> Action item
Quote exactly the lines from the start of the entries to the one with "or below 10", both ends included.

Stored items

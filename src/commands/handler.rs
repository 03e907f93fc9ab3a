//! Command Handler Module
//!
//! Decodes one request line, dispatches it to the typed handler for its
//! command, and renders exactly one response.
//!
//! ## Supported Commands
//!
//! ### User Commands
//! - `LOGIN::email|password` - Authenticate; `SUCCESS|name|role`
//! - `SIGNUP::role|name|pwdHash|email|phone` - Create an account
//! - `GET_ALL_USERS::` - List accounts (`id|role|name|email|phone|loginAttempts`)
//! - `UPDATE_USER::id|role|name|pwdHash|email|phone|loginAttempts` - Replace an account
//! - `REMOVE_USER::id,id,...` - Delete accounts
//!
//! ### Product Commands
//! - `GET_ALL_PRODUCTS::` - List products ordered by SKU
//! - `GET_LOW_STOCK_PRODUCTS::` - List products with quantity at or below 10
//! - `ADD_PRODUCT::sku|brand|name|description|quantity|price|imageUrl`
//! - `UPDATE_PRODUCT::sku|brand|name|description|quantity|price|imageUrl`
//! - `REMOVE_PRODUCT::sku,sku,...`
//! - `BULK_ADD_PRODUCTS::record<RS>record<RS>...` - Insert a batch, all or nothing
//!
//! ### Supplier Commands
//! - `GET_ALL_SUPPLIERS::` - List suppliers ordered by id
//! - `ADD_SUPPLIER::[|]company|contactName|phone|email|address|notes`
//! - `UPDATE_SUPPLIER::id|company|contactName|phone|email|address|notes`
//! - `REMOVE_SUPPLIER::id,id,...`
//!
//! ## Architecture
//!
//! ```text
//! ┌─────────────────────────────────────────────────────────────┐
//! │                     CommandHandler                          │
//! │                                                             │
//! │  ┌──────────────┐   ┌──────────────┐   ┌──────────────┐     │
//! │  │parse_request │──>│  dispatch()  │──>│   cmd_*()    │     │
//! │  └──────────────┘   └──────────────┘   └──────┬───────┘     │
//! │                                               │             │
//! │                          LoginGuard / *Repository (pool)    │
//! └─────────────────────────────────────────────────────────────┘
//! ```

use crate::auth::{resolve_credential, CredentialHasher, LoginGuard};
use crate::commands::command::Command;
use crate::commands::error::CommandError;
use crate::model::{
    parse_id, FieldError, Product, Supplier, User, WireRecord, PRODUCT_FIELDS, SIGNUP_FIELDS,
    SUPPLIER_FIELDS, USER_UPDATE_FIELDS,
};
use crate::protocol::{
    join_records, parse_request, split_fields, split_keys, split_records, Response,
    FIELD_DELIMITER,
};
use crate::storage::{ProductRepository, StorePool, SupplierRepository, UserRepository};
use std::sync::Arc;
use tracing::{debug, error, info, warn};

/// Result type for command handlers.
type CommandResult = Result<Response, CommandError>;

/// Dispatches decoded requests to the data-access collaborators.
///
/// Cheap to clone; every clone shares the same pool and lock table.
#[derive(Clone)]
pub struct CommandHandler {
    products: ProductRepository,
    users: UserRepository,
    suppliers: SupplierRepository,
    login: LoginGuard,
    hasher: Arc<dyn CredentialHasher>,
}

impl CommandHandler {
    /// Creates a handler whose collaborators all share `pool`.
    pub fn new(pool: StorePool, hasher: Arc<dyn CredentialHasher>) -> Self {
        let users = UserRepository::new(pool.clone());
        Self {
            products: ProductRepository::new(pool.clone()),
            suppliers: SupplierRepository::new(pool),
            login: LoginGuard::new(users.clone(), Arc::clone(&hasher)),
            users,
            hasher,
        }
    }

    /// Executes one request line and returns its response.
    ///
    /// Never fails: every fault becomes a `FAILURE` response.
    pub async fn execute(&self, line: &str) -> Response {
        let request = match parse_request(line) {
            Ok(request) => request,
            Err(e) => {
                warn!(error = %e, "Malformed request");
                return Response::failure(e.to_string());
            }
        };

        let Some(command) = Command::from_name(request.command) else {
            warn!(command = request.command, "Unknown command");
            return Response::failure(format!("Unknown command: {}", request.command));
        };

        match self.dispatch(command, request.data).await {
            Ok(response) => {
                debug!(command = %command, status = %response.status(), "Command executed");
                response
            }
            Err(e) => {
                if e.is_internal() {
                    error!(command = %command, error = %e, "Command failed");
                } else {
                    warn!(command = %command, error = %e, "Command rejected");
                }
                Response::failure(e.user_message())
            }
        }
    }

    /// Routes a resolved command to its handler.
    async fn dispatch(&self, command: Command, data: &str) -> CommandResult {
        match command {
            // User commands
            Command::Login => self.cmd_login(data).await,
            Command::Signup => self.cmd_signup(data).await,
            Command::GetAllUsers => self.cmd_get_all_users().await,
            Command::UpdateUser => self.cmd_update_user(data).await,
            Command::RemoveUser => self.cmd_remove_user(data).await,

            // Product commands
            Command::GetAllProducts => self.cmd_get_all_products().await,
            Command::GetLowStockProducts => self.cmd_get_low_stock_products().await,
            Command::AddProduct => self.cmd_add_product(data).await,
            Command::UpdateProduct => self.cmd_update_product(data).await,
            Command::RemoveProduct => self.cmd_remove_product(data).await,
            Command::BulkAddProducts => self.cmd_bulk_add_products(data).await,

            // Supplier commands
            Command::GetAllSuppliers => self.cmd_get_all_suppliers().await,
            Command::AddSupplier => self.cmd_add_supplier(data).await,
            Command::UpdateSupplier => self.cmd_update_supplier(data).await,
            Command::RemoveSupplier => self.cmd_remove_supplier(data).await,
        }
    }

    // ========================================================================
    // Helper functions
    // ========================================================================

    /// Renders a read-all payload.
    fn list_response<T: WireRecord>(records: &[T]) -> Response {
        Response::success(join_records(records.iter().map(WireRecord::to_wire)))
    }

    /// Parses a comma-joined list of numeric ids.
    fn parse_ids(field: &'static str, data: &str) -> Result<Vec<i64>, CommandError> {
        split_keys(data)?
            .into_iter()
            .map(|key| parse_id(field, key).map_err(CommandError::from))
            .collect()
    }

    /// Decodes one product record.
    fn parse_product(record: &str) -> Result<Product, CommandError> {
        let fields = split_fields(record, PRODUCT_FIELDS)?;
        Ok(Product::from_fields(&fields)?)
    }

    // ========================================================================
    // User Commands
    // ========================================================================

    /// LOGIN email|password
    async fn cmd_login(&self, data: &str) -> CommandResult {
        let fields = split_fields(data, 2)?;
        let outcome = self.login.login(fields[0].trim(), fields[1]).await?;
        Ok(outcome.into_response())
    }

    /// SIGNUP role|name|pwdHash|email|phone
    async fn cmd_signup(&self, data: &str) -> CommandResult {
        let fields = split_fields(data, SIGNUP_FIELDS)?;
        let mut user = User::from_signup_fields(&fields)?;

        user.pwd_hash = resolve_credential(Arc::clone(&self.hasher), user.pwd_hash).await?;

        let role = user.role;
        let id = self.users.add_one(user).await?;
        info!(user_id = id, role = %role, "Account created");
        Ok(Response::ok())
    }

    /// GET_ALL_USERS
    async fn cmd_get_all_users(&self) -> CommandResult {
        let users = self.users.get_all().await?;
        Ok(Self::list_response(&users))
    }

    /// UPDATE_USER id|role|name|pwdHash|email|phone|loginAttempts
    async fn cmd_update_user(&self, data: &str) -> CommandResult {
        let fields = split_fields(data, USER_UPDATE_FIELDS)?;
        let mut user = User::from_update_fields(&fields)?;

        // An empty credential keeps the stored hash
        if !user.pwd_hash.is_empty() {
            user.pwd_hash = resolve_credential(Arc::clone(&self.hasher), user.pwd_hash).await?;
        }

        self.users.update(user).await?;
        Ok(Response::ok())
    }

    /// REMOVE_USER id,id,...
    async fn cmd_remove_user(&self, data: &str) -> CommandResult {
        let ids = Self::parse_ids("User id", data)?;
        let removed = self.users.remove_by_keys(ids).await?;
        Ok(Response::success(removed.to_string()))
    }

    // ========================================================================
    // Product Commands
    // ========================================================================

    /// GET_ALL_PRODUCTS
    async fn cmd_get_all_products(&self) -> CommandResult {
        let products = self.products.get_all().await?;
        Ok(Self::list_response(&products))
    }

    /// GET_LOW_STOCK_PRODUCTS
    async fn cmd_get_low_stock_products(&self) -> CommandResult {
        let products = self.products.get_low_stock().await?;
        Ok(Self::list_response(&products))
    }

    /// ADD_PRODUCT sku|brand|name|description|quantity|price|imageUrl
    async fn cmd_add_product(&self, data: &str) -> CommandResult {
        let product = Self::parse_product(data)?;
        self.products.add_one(product).await?;
        Ok(Response::ok())
    }

    /// UPDATE_PRODUCT sku|brand|name|description|quantity|price|imageUrl
    async fn cmd_update_product(&self, data: &str) -> CommandResult {
        let product = Self::parse_product(data)?;
        self.products.update(product).await?;
        Ok(Response::ok())
    }

    /// REMOVE_PRODUCT sku,sku,...
    async fn cmd_remove_product(&self, data: &str) -> CommandResult {
        let skus = split_keys(data)?
            .into_iter()
            .map(str::to_string)
            .collect();
        let removed = self.products.remove_by_keys(skus).await?;
        Ok(Response::success(removed.to_string()))
    }

    /// BULK_ADD_PRODUCTS record<RS>record<RS>...
    async fn cmd_bulk_add_products(&self, data: &str) -> CommandResult {
        let products = split_records(data)?
            .into_iter()
            .enumerate()
            .map(|(i, record)| {
                Self::parse_product(record).map_err(|e| CommandError::BatchRecord {
                    index: i + 1,
                    source: Box::new(e),
                })
            })
            .collect::<Result<Vec<_>, _>>()?;

        let count = self.products.add_many(products).await?;
        info!(count, "Bulk product import committed");
        Ok(Response::success(format!(
            "{count}{FIELD_DELIMITER}Successfully added {count} products."
        )))
    }

    // ========================================================================
    // Supplier Commands
    // ========================================================================

    /// GET_ALL_SUPPLIERS
    async fn cmd_get_all_suppliers(&self) -> CommandResult {
        let suppliers = self.suppliers.get_all().await?;
        Ok(Self::list_response(&suppliers))
    }

    /// ADD_SUPPLIER [|]company|contactName|phone|email|address|notes
    ///
    /// A leading `|` is an empty id field and is dropped; the store assigns the id.
    async fn cmd_add_supplier(&self, data: &str) -> CommandResult {
        let data = data.strip_prefix(FIELD_DELIMITER).unwrap_or(data);

        let mut record = Vec::with_capacity(SUPPLIER_FIELDS);
        record.push("");
        record.extend(split_fields(data, SUPPLIER_FIELDS - 1)?);

        let supplier = Supplier::from_fields(&record)?;
        let id = self.suppliers.add_one(supplier).await?;
        debug!(supplier_id = id, "Supplier created");
        Ok(Response::ok())
    }

    /// UPDATE_SUPPLIER id|company|contactName|phone|email|address|notes
    async fn cmd_update_supplier(&self, data: &str) -> CommandResult {
        let fields = split_fields(data, SUPPLIER_FIELDS)?;
        let supplier = Supplier::from_fields(&fields)?;
        if supplier.id.is_none() {
            return Err(FieldError::Missing {
                field: "Supplier id",
            }
            .into());
        }

        self.suppliers.update(supplier).await?;
        Ok(Response::ok())
    }

    /// REMOVE_SUPPLIER id,id,...
    async fn cmd_remove_supplier(&self, data: &str) -> CommandResult {
        let ids = Self::parse_ids("Supplier id", data)?;
        let removed = self.suppliers.remove_by_keys(ids).await?;
        Ok(Response::success(removed.to_string()))
    }
}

> Expected answer
filename src/commands/handler.rs
repository 03e907f93fc9ab3a
//! Command Handler Module
//!
//! Decodes one request line, dispatches it to the typed handler for its
//! command, and renders exactly one response.
//!
//! ## Supported Commands
//!
//! ### User Commands
//! - `LOGIN::email|password` - Authenticate; `SUCCESS|name|role`
//! - `SIGNUP::role|name|pwdHash|email|phone` - Create an account
//! - `GET_ALL_USERS::` - List accounts (`id|role|name|email|phone|loginAttempts`)
//! - `UPDATE_USER::id|role|name|pwdHash|email|phone|loginAttempts` - Replace an account
//! - `REMOVE_USER::id,id,...` - Delete accounts
//!
//! ### Product Commands
//! - `GET_ALL_PRODUCTS::` - List products ordered by SKU
//! - `GET_LOW_STOCK_PRODUCTS::` - List products with quantity at or below 10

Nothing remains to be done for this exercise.